**PROBLEM TO SOLVE**
Give back exactly the lines of the material below, starting with the line with "pub(crate) fn acknowledge(&mut" and going on through the line with "assert_eq!(state.set_page(page), page as".

**PROVIDED INFORMATION**
"""

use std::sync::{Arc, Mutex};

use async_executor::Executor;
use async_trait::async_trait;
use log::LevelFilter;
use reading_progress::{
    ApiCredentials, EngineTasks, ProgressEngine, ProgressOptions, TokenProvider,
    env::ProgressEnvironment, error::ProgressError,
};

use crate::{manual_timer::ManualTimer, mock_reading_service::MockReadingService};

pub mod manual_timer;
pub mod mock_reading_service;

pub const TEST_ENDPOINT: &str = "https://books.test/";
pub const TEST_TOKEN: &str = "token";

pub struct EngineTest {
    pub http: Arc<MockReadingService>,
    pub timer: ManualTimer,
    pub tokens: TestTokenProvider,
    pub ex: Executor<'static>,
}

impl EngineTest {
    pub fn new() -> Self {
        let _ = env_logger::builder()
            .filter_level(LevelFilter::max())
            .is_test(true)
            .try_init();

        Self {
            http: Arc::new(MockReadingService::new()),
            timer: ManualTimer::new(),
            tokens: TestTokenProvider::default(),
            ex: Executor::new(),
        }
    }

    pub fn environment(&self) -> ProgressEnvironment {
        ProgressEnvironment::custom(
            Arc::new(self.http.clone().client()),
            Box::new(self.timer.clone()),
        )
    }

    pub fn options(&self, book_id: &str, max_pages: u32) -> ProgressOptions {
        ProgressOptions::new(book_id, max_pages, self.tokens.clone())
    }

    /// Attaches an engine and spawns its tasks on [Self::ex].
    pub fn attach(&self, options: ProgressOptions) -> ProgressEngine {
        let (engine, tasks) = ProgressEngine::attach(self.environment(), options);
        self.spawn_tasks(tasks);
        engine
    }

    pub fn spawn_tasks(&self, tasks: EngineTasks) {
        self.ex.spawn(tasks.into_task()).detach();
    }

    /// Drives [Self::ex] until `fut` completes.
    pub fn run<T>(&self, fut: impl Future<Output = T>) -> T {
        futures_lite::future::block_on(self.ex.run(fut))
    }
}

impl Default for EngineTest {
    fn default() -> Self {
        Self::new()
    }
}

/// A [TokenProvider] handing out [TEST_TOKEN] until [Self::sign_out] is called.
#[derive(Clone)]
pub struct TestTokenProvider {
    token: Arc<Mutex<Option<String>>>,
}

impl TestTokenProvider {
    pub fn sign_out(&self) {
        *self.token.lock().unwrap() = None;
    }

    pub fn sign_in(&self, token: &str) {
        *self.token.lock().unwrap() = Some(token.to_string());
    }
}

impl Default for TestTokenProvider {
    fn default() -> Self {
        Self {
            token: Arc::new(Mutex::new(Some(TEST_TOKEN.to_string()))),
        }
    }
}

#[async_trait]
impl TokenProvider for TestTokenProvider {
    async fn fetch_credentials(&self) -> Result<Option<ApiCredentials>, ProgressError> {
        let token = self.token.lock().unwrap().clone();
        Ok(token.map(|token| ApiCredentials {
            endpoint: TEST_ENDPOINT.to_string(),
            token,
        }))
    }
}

"""
"""

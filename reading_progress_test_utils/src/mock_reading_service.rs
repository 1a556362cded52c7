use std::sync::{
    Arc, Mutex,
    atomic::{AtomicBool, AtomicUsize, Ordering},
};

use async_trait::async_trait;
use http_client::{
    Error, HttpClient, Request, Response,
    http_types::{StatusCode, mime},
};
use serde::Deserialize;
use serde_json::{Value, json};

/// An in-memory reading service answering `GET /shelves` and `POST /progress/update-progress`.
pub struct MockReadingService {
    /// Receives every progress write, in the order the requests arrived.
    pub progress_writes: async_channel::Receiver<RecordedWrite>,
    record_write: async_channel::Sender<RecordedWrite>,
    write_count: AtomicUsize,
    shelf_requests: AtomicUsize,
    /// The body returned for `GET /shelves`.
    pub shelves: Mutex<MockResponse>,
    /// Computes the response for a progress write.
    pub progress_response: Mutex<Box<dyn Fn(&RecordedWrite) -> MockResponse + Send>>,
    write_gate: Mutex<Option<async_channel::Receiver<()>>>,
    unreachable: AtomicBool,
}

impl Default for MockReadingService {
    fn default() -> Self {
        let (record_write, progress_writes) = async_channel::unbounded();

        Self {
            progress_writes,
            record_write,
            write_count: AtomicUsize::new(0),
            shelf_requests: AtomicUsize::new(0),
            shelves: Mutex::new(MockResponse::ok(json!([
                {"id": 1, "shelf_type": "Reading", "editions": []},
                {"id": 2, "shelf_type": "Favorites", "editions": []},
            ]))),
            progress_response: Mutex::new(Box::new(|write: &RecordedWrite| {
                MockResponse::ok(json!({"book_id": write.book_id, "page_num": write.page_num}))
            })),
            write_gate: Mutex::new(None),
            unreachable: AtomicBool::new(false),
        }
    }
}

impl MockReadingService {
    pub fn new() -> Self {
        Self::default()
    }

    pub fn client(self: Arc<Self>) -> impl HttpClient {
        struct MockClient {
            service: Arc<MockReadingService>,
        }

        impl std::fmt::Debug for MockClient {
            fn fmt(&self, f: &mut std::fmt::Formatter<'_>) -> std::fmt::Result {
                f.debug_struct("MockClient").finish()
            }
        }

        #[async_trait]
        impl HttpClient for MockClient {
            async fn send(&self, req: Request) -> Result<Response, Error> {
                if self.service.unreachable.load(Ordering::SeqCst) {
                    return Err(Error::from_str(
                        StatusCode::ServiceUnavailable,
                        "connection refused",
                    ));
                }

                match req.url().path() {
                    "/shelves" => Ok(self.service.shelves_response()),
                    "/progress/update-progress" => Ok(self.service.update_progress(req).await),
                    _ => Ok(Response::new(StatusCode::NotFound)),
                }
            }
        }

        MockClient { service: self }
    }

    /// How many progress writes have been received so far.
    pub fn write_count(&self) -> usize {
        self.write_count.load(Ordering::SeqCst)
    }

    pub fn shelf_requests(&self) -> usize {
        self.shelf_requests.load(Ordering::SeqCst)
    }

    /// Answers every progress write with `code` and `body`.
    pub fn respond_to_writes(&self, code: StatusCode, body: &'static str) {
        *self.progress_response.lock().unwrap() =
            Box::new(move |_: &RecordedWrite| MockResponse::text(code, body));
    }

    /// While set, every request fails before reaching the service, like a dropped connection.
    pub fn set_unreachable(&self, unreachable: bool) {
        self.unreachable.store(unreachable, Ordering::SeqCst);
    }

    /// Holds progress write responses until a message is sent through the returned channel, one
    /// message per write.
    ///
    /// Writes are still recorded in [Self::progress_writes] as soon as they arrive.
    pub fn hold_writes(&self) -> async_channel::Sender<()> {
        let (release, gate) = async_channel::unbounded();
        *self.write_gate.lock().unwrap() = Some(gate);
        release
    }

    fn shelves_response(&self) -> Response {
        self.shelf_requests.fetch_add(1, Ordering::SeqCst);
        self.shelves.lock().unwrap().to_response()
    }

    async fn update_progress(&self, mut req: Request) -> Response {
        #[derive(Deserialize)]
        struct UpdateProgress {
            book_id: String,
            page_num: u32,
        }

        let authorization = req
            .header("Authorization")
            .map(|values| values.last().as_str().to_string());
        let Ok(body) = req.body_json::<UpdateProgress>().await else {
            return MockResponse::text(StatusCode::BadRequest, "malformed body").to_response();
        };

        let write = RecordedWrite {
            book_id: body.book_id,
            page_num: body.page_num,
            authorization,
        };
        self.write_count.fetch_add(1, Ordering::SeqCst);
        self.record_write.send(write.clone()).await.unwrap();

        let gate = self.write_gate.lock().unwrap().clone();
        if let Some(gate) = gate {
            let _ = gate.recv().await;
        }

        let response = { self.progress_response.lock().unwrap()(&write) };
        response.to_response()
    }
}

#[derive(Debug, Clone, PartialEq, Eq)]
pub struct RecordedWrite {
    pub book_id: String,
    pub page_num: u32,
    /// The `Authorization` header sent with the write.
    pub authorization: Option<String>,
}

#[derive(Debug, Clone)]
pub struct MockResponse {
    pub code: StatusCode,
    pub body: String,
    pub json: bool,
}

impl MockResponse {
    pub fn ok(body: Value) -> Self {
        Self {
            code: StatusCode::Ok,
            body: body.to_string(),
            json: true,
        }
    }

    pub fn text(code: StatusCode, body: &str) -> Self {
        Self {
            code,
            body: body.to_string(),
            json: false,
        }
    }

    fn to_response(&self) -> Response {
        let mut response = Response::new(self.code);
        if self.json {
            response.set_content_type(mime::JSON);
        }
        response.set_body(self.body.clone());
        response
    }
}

"""
"""

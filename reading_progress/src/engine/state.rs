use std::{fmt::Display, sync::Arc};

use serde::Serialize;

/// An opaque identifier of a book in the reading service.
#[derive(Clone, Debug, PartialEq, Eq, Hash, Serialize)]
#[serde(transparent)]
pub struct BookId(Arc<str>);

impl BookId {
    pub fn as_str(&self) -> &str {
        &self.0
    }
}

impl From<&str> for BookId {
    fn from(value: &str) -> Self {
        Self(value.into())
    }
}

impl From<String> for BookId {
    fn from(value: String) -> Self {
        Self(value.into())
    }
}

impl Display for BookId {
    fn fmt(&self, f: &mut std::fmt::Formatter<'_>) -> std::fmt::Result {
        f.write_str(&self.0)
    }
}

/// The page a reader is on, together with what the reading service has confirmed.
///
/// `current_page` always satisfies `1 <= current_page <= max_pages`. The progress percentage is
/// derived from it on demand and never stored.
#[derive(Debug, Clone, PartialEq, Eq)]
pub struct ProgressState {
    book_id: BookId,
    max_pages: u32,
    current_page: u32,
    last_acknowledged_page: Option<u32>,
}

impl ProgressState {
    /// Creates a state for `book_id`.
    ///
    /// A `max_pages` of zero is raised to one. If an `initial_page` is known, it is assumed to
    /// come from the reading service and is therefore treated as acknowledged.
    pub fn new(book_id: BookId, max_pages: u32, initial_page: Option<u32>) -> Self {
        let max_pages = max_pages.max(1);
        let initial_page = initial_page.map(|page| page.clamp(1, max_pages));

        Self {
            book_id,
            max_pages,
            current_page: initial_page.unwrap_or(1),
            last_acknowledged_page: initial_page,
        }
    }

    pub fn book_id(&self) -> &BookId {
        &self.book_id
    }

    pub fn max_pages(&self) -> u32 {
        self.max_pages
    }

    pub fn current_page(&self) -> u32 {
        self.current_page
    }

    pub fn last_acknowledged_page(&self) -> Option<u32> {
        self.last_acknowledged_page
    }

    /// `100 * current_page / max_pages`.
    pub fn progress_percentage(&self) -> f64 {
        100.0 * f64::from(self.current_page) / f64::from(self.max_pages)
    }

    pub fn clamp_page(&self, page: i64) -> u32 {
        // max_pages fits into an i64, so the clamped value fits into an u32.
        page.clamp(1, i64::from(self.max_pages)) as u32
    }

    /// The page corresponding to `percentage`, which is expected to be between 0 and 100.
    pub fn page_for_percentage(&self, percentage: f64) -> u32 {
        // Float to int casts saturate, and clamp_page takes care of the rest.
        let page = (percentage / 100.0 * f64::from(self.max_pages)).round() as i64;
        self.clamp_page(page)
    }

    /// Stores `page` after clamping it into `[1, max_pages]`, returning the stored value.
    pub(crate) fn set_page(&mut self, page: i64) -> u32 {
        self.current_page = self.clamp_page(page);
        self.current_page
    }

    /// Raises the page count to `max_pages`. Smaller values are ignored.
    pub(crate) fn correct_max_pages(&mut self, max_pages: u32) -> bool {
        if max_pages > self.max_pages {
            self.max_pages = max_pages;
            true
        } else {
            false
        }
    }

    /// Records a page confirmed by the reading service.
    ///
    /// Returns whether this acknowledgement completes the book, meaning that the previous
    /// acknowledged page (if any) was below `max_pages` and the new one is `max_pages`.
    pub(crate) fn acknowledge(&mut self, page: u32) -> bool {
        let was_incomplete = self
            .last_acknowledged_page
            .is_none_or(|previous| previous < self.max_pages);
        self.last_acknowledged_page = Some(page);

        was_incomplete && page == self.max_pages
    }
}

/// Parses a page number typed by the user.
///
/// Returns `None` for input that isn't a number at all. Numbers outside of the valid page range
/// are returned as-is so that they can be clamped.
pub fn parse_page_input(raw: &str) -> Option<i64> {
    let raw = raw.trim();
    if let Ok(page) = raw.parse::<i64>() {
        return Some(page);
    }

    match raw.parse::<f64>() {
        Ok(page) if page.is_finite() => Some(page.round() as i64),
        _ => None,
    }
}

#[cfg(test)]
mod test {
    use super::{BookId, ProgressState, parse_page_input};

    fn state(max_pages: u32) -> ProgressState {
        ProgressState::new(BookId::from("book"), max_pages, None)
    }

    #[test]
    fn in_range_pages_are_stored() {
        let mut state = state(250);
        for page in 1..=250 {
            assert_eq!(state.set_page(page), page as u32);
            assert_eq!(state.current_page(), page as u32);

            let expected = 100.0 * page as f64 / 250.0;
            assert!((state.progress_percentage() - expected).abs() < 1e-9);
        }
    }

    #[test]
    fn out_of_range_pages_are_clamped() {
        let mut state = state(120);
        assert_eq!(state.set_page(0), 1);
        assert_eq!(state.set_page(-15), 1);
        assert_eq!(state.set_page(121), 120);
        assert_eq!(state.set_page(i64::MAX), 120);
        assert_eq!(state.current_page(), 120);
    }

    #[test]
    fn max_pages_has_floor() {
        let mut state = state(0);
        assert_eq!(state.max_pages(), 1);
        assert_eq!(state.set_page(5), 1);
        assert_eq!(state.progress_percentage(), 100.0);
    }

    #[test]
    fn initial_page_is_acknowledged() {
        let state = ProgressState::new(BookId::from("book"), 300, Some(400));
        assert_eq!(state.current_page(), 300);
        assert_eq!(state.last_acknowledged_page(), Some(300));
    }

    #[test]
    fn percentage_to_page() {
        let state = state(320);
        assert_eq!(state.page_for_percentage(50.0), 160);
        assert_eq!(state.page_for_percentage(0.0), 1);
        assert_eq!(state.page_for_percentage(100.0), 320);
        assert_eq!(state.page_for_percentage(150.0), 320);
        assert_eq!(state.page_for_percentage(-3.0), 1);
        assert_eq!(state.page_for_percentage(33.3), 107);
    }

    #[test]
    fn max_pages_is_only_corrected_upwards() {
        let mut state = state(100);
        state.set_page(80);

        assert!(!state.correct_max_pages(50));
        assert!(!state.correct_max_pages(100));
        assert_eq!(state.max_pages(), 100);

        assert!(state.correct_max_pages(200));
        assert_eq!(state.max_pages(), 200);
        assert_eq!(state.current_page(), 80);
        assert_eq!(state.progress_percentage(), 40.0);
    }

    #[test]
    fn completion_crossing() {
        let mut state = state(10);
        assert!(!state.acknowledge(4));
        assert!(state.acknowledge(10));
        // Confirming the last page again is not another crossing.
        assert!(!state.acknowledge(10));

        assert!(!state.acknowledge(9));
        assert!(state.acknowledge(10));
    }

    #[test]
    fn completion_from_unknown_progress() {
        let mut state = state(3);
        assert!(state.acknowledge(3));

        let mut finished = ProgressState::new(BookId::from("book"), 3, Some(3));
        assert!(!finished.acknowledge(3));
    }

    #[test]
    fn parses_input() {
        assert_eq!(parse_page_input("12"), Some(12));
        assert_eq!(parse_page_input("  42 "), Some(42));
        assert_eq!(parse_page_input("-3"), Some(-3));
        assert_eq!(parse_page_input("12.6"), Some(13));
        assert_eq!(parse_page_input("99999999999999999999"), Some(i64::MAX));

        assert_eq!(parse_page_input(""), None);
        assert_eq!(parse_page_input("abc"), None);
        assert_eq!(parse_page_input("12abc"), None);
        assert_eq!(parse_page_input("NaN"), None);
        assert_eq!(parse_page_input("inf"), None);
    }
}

"""

**EXERCISE RESPONSE**
    pub(crate) fn acknowledge(&mut self, page: u32) -> bool {
        let was_incomplete = self
            .last_acknowledged_page
            .is_none_or(|previous| previous < self.max_pages);
        self.last_acknowledged_page = Some(page);

        was_incomplete && page == self.max_pages
    }
}

/// Parses a page number typed by the user.
///
/// Returns `None` for input that isn't a number at all. Numbers outside of the valid page range
/// are returned as-is so that they can be clamped.
pub fn parse_page_input(raw: &str) -> Option<i64> {
    let raw = raw.trim();
    if let Ok(page) = raw.parse::<i64>() {
        return Some(page);
    }

    match raw.parse::<f64>() {
        Ok(page) if page.is_finite() => Some(page.round() as i64),
        _ => None,
    }
}

#[cfg(test)]
mod test {
    use super::{BookId, ProgressState, parse_page_input};

    fn state(max_pages: u32) -> ProgressState {
        ProgressState::new(BookId::from("book"), max_pages, None)
    }

    #[test]
    fn in_range_pages_are_stored() {
        let mut state = state(250);
        for page in 1..=250 {
            assert_eq!(state.set_page(page), page as u32);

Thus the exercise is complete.